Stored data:
━━━━━━━━━━━━━━━━━━━━━━━━━━━━━━
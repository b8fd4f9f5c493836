// SPDX-License-Identifier: MPL-2.0
//! Shared widget styles.

pub mod button;
pub mod container;
pub mod overlay;
pub mod tooltip;
// SPDX-License-Identifier: MPL-2.0
//! Classification of pointer activations and key presses.
//!
//! A pointer activation is described by a [`Hit`]: the region that was
//! activated followed by the regions that contain it, innermost first. The
//! rules below are tried in order and the first match decides the action;
//! the activation is consumed after a match.
//!
//! | # | Matches                                          | Action                      |
//! |---|--------------------------------------------------|-----------------------------|
//! | 1 | `OpenControl` in the path                        | open the card's gallery     |
//! | 2 | `Backdrop` is innermost, or `CloseControl` in path | close                     |
//! | 3 | `PrevControl` / `NextControl` in the path        | previous / next             |
//! | 4 | `ModalThumb` in the path                         | show the declared index     |
//! | 5 | `CardThumb` in the path                          | swap the card preview       |
//!
//! Keys are only routed while the modal is open.

use crate::catalog::GalleryId;
use crate::page::CardId;

/// A UI region that can take part in a pointer activation.
#[derive(Debug, Clone, PartialEq, Eq)]
pub enum Region {
    /// The control on a project card that opens its gallery.
    OpenControl,
    /// A project card, with the gallery id it declares.
    ProjectCard {
        card: CardId,
        gallery: Option<GalleryId>,
    },
    /// The dimmed area around the modal panel.
    Backdrop,
    /// The modal panel itself.
    ModalPanel,
    CloseControl,
    PrevControl,
    NextControl,
    /// A modal thumbnail, with its index exactly as declared on the slot.
    ModalThumb { declared_index: String },
    /// The in-card thumbnail strip.
    CardThumbStrip,
    CardThumb { card: CardId, thumb: usize },
    Other,
}

/// Activated region plus its ancestors, innermost first.
#[derive(Debug, Clone, PartialEq, Eq)]
pub struct Hit(Vec<Region>);

impl Hit {
    #[must_use]
    pub fn new(innermost: Region) -> Self {
        Self(vec![innermost])
    }

    /// Adds the next enclosing region.
    #[must_use]
    pub fn within(mut self, ancestor: Region) -> Self {
        self.0.push(ancestor);
        self
    }

    #[must_use]
    pub fn innermost(&self) -> Option<&Region> {
        self.0.first()
    }

    /// First region on the path, starting at the innermost, matching `predicate`.
    fn closest<'a, T>(&'a self, predicate: impl FnMut(&'a Region) -> Option<T>) -> Option<T> {
        self.0.iter().find_map(predicate)
    }

    fn contains(&self, region: &Region) -> bool {
        self.0.contains(region)
    }
}

/// Keys the router knows about.
#[derive(Debug, Clone, Copy, PartialEq, Eq)]
pub enum Key {
    Escape,
    ArrowLeft,
    ArrowRight,
    Other,
}

/// The single action an input resolves to.
#[derive(Debug, Clone, PartialEq, Eq)]
pub enum Action {
    /// Open a gallery at its first image.
    Open(GalleryId),
    /// An open control was activated outside a card, or on a card that
    /// declares no gallery.
    OpenWithoutGallery { card: Option<CardId> },
    Close,
    Previous,
    Next,
    ShowImage(usize),
    /// A modal thumbnail declared an index that is not a valid integer.
    InvalidThumbnailIndex(String),
    SelectCardThumb { card: CardId, thumb: usize },
}

/// Resolves a pointer activation.
#[must_use]
pub fn route_pointer(hit: &Hit) -> Option<Action> {
    // Rule 1
    if hit.contains(&Region::OpenControl) {
        let card = hit.closest(|region| match region {
            Region::ProjectCard { card, gallery } => Some((*card, gallery.clone())),
            _ => None,
        });
        return Some(match card {
            Some((_, Some(id))) => Action::Open(id),
            Some((card, None)) => Action::OpenWithoutGallery { card: Some(card) },
            None => Action::OpenWithoutGallery { card: None },
        });
    }

    // Rule 2
    if hit.innermost() == Some(&Region::Backdrop) || hit.contains(&Region::CloseControl) {
        return Some(Action::Close);
    }

    // Rule 3
    if hit.contains(&Region::PrevControl) {
        return Some(Action::Previous);
    }
    if hit.contains(&Region::NextControl) {
        return Some(Action::Next);
    }

    // Rule 4
    if let Some(declared) = hit.closest(|region| match region {
        Region::ModalThumb { declared_index } => Some(declared_index),
        _ => None,
    }) {
        return Some(match declared.trim().parse::<usize>() {
            Ok(index) => Action::ShowImage(index),
            Err(_) => Action::InvalidThumbnailIndex(declared.clone()),
        });
    }

    // Rule 5
    hit.closest(|region| match region {
        Region::CardThumb { card, thumb } => Some(Action::SelectCardThumb {
            card: *card,
            thumb: *thumb,
        }),
        _ => None,
    })
}

/// Resolves a key press. Nothing is routed while the modal is closed.
#[must_use]
pub fn route_key(key: Key, modal_open: bool) -> Option<Action> {
    if !modal_open {
        return None;
    }
    match key {
        Key::Escape => Some(Action::Close),
        Key::ArrowLeft => Some(Action::Previous),
        Key::ArrowRight => Some(Action::Next),
        Key::Other => None,
    }
}

#[cfg(test)]
mod tests {
    use super::*;

    fn card(index: usize, gallery: Option<&str>) -> Region {
        Region::ProjectCard {
            card: CardId(index),
            gallery: gallery.map(GalleryId::new),
        }
    }

    fn in_modal(region: Region) -> Hit {
        Hit::new(region)
            .within(Region::ModalPanel)
            .within(Region::Backdrop)
    }

    #[test]
    fn open_control_opens_card_gallery() {
        let hit = Hit::new(Region::OpenControl).within(card(0, Some("paperazzi")));
        assert_eq!(
            route_pointer(&hit),
            Some(Action::Open(GalleryId::new("paperazzi")))
        );
    }

    #[test]
    fn content_inside_open_control_still_opens() {
        let hit = Hit::new(Region::Other)
            .within(Region::OpenControl)
            .within(card(1, Some("kainimo")));
        assert_eq!(
            route_pointer(&hit),
            Some(Action::Open(GalleryId::new("kainimo")))
        );
    }

    #[test]
    fn open_control_uses_closest_card() {
        let hit = Hit::new(Region::OpenControl)
            .within(card(3, Some("inner")))
            .within(card(4, Some("outer")));
        assert_eq!(route_pointer(&hit), Some(Action::Open(GalleryId::new("inner"))));
    }

    #[test]
    fn open_control_without_gallery_id() {
        let hit = Hit::new(Region::OpenControl).within(card(8, None));
        assert_eq!(
            route_pointer(&hit),
            Some(Action::OpenWithoutGallery {
                card: Some(CardId(8))
            })
        );
        assert_eq!(
            route_pointer(&Hit::new(Region::OpenControl)),
            Some(Action::OpenWithoutGallery { card: None })
        );
    }

    #[test]
    fn backdrop_closes_only_when_innermost() {
        assert_eq!(
            route_pointer(&Hit::new(Region::Backdrop)),
            Some(Action::Close)
        );
        assert_eq!(route_pointer(&in_modal(Region::Other)), None);
        assert_eq!(
            route_pointer(&Hit::new(Region::ModalPanel).within(Region::Backdrop)),
            None
        );
    }

    #[test]
    fn close_control_closes() {
        let hit = Hit::new(Region::Other)
            .within(Region::CloseControl)
            .within(Region::ModalPanel)
            .within(Region::Backdrop);
        assert_eq!(route_pointer(&hit), Some(Action::Close));
    }

    #[test]
    fn prev_and_next_controls() {
        assert_eq!(
            route_pointer(&in_modal(Region::PrevControl)),
            Some(Action::Previous)
        );
        assert_eq!(
            route_pointer(&in_modal(Region::NextControl)),
            Some(Action::Next)
        );
    }

    #[test]
    fn modal_thumb_parses_declared_index() {
        let hit = in_modal(Region::ModalThumb {
            declared_index: "3".to_string(),
        });
        assert_eq!(route_pointer(&hit), Some(Action::ShowImage(3)));
    }

    #[test]
    fn modal_thumb_with_invalid_index() {
        let hit = in_modal(Region::ModalThumb {
            declared_index: "three".to_string(),
        });
        assert_eq!(
            route_pointer(&hit),
            Some(Action::InvalidThumbnailIndex("three".to_string()))
        );
    }

    #[test]
    fn card_thumb_selects_preview() {
        let hit = Hit::new(Region::CardThumb {
            card: CardId(1),
            thumb: 1,
        })
        .within(Region::CardThumbStrip)
        .within(card(1, Some("kainimo")));
        assert_eq!(
            route_pointer(&hit),
            Some(Action::SelectCardThumb {
                card: CardId(1),
                thumb: 1
            })
        );
    }

    #[test]
    fn earlier_rule_wins() {
        // A close control nested in something that also looks like a thumb.
        let hit = Hit::new(Region::CloseControl).within(Region::ModalThumb {
            declared_index: "1".to_string(),
        });
        assert_eq!(route_pointer(&hit), Some(Action::Close));
    }

    #[test]
    fn unrelated_region_is_ignored() {
        assert_eq!(route_pointer(&Hit::new(Region::Other)), None);
        assert_eq!(
            route_pointer(&Hit::new(Region::CardThumbStrip).within(card(0, None))),
            None
        );
    }

    #[test]
    fn keys_are_ignored_while_closed() {
        assert_eq!(route_key(Key::Escape, false), None);
        assert_eq!(route_key(Key::ArrowLeft, false), None);
        assert_eq!(route_key(Key::ArrowRight, false), None);
    }

    #[test]
    fn keys_route_while_open() {
        assert_eq!(route_key(Key::Escape, true), Some(Action::Close));
        assert_eq!(route_key(Key::ArrowLeft, true), Some(Action::Previous));
        assert_eq!(route_key(Key::ArrowRight, true), Some(Action::Next));
        assert_eq!(route_key(Key::Other, true), None);
    }
}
━━━━━━━━━━━━━━━━━━━━━━━━━━━━━━
### Your task
Respond with a single number, namely how many lines of the entries contain the word "OpenControl".

### Exercise response
8